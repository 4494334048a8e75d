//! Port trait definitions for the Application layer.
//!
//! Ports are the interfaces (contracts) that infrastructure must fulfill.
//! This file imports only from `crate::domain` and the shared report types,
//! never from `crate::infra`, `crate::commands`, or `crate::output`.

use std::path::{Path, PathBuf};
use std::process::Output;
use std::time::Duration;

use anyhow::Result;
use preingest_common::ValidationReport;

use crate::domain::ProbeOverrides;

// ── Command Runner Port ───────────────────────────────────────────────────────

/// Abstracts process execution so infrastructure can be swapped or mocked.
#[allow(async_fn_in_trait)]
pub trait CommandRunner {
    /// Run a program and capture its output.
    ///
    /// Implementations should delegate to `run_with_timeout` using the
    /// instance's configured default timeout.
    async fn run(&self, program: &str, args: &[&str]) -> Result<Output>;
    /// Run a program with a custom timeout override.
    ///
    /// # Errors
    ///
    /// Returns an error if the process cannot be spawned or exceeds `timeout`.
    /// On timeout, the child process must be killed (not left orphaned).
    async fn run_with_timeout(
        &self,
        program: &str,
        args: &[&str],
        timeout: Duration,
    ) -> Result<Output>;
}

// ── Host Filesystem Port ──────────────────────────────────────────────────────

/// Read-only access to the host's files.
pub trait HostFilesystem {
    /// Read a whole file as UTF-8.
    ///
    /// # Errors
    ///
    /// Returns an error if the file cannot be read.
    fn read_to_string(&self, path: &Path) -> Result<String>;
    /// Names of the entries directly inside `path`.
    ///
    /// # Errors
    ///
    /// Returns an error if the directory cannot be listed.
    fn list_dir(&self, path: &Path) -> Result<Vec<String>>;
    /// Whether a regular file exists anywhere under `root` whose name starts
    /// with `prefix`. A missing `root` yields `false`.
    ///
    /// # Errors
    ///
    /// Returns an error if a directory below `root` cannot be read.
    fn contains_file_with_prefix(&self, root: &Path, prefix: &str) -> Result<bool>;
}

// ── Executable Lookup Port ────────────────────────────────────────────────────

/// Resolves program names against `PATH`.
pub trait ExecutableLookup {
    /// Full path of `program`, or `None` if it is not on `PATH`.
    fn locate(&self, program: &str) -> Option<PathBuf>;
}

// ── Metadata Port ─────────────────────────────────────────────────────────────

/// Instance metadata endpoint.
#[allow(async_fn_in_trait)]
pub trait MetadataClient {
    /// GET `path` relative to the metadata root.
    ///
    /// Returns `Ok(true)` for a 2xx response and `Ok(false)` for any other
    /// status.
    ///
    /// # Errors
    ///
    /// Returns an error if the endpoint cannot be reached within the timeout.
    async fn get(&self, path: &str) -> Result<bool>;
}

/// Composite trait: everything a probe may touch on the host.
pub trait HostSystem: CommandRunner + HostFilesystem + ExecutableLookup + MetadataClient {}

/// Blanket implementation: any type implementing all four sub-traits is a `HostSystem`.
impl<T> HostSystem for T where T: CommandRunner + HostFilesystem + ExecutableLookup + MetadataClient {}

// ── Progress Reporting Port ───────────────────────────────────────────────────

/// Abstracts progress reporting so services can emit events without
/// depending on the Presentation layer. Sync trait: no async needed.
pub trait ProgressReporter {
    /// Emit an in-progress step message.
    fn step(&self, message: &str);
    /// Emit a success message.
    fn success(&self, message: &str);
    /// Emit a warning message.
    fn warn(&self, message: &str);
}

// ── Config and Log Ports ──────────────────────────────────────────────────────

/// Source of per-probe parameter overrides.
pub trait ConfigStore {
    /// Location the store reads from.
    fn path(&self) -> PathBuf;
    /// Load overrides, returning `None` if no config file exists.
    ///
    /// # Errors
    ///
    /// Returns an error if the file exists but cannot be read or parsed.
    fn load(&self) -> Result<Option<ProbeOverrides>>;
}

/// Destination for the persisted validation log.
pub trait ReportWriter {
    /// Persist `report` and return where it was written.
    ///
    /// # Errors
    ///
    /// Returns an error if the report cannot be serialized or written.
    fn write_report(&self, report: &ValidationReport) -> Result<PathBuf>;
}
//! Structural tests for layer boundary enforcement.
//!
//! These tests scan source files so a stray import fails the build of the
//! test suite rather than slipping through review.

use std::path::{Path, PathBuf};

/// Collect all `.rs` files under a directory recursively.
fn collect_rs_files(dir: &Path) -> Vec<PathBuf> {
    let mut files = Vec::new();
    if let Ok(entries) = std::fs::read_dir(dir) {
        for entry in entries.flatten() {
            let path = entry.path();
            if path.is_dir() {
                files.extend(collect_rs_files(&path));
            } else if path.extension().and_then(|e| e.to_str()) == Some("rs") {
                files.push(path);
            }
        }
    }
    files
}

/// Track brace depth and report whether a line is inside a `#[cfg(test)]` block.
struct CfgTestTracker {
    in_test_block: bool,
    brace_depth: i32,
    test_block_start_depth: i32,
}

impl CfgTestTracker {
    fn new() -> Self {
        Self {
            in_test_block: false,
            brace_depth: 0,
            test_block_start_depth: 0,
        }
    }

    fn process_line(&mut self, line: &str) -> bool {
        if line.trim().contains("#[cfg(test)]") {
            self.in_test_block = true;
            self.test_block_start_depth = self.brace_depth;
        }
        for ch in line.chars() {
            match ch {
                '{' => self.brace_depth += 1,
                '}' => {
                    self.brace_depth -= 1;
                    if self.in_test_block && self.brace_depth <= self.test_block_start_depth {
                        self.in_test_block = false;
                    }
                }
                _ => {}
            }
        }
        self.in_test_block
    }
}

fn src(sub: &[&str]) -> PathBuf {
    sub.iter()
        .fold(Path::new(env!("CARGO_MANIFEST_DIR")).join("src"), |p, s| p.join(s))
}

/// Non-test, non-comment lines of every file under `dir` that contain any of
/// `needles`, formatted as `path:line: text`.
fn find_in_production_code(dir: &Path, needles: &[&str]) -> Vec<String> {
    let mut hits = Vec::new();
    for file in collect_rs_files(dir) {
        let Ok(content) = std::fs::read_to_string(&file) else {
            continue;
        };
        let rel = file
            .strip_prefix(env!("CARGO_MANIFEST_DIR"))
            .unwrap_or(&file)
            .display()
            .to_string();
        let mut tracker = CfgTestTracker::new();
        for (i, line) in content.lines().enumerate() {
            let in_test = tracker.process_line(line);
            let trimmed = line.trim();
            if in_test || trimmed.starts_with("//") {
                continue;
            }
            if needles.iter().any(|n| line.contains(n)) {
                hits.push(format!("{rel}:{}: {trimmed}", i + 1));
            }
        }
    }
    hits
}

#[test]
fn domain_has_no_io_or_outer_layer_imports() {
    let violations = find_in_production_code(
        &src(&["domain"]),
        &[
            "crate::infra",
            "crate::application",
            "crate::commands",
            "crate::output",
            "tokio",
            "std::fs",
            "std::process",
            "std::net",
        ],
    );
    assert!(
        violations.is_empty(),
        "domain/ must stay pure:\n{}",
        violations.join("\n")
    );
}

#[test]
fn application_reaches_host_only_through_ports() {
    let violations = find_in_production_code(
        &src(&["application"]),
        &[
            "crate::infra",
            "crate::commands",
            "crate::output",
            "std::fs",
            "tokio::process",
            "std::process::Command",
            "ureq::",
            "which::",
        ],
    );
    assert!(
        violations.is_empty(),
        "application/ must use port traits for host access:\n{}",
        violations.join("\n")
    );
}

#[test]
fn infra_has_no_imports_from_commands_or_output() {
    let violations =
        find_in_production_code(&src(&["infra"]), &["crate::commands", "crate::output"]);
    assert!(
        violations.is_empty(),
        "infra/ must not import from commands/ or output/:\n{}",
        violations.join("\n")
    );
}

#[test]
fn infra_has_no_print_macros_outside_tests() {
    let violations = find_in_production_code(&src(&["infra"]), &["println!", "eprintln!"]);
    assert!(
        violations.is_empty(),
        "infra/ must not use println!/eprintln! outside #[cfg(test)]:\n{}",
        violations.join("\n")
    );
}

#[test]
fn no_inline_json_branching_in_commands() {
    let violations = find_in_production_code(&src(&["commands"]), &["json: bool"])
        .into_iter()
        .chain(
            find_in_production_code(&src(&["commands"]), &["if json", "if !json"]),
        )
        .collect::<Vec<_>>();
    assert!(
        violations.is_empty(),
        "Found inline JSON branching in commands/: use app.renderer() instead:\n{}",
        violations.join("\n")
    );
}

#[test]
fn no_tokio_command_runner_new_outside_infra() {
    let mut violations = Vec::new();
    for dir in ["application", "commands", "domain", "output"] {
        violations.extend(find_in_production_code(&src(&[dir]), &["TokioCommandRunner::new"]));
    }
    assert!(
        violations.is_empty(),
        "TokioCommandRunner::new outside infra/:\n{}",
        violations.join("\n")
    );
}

++++++++++++++++++++

■ **Assignment**:
Above are the records; print exactly the lines from the line with "infrastructure must fulfill." to the line with "use preingest_common::ValidationReport;", including both, and nothing else.

■ **Answer**:
//! Ports are the interfaces (contracts) that infrastructure must fulfill.
//! This file imports only from `crate::domain` and the shared report types,
//! never from `crate::infra`, `crate::commands`, or `crate::output`.

use std::path::{Path, PathBuf};
use std::process::Output;
use std::time::Duration;

use anyhow::Result;
use preingest_common::ValidationReport;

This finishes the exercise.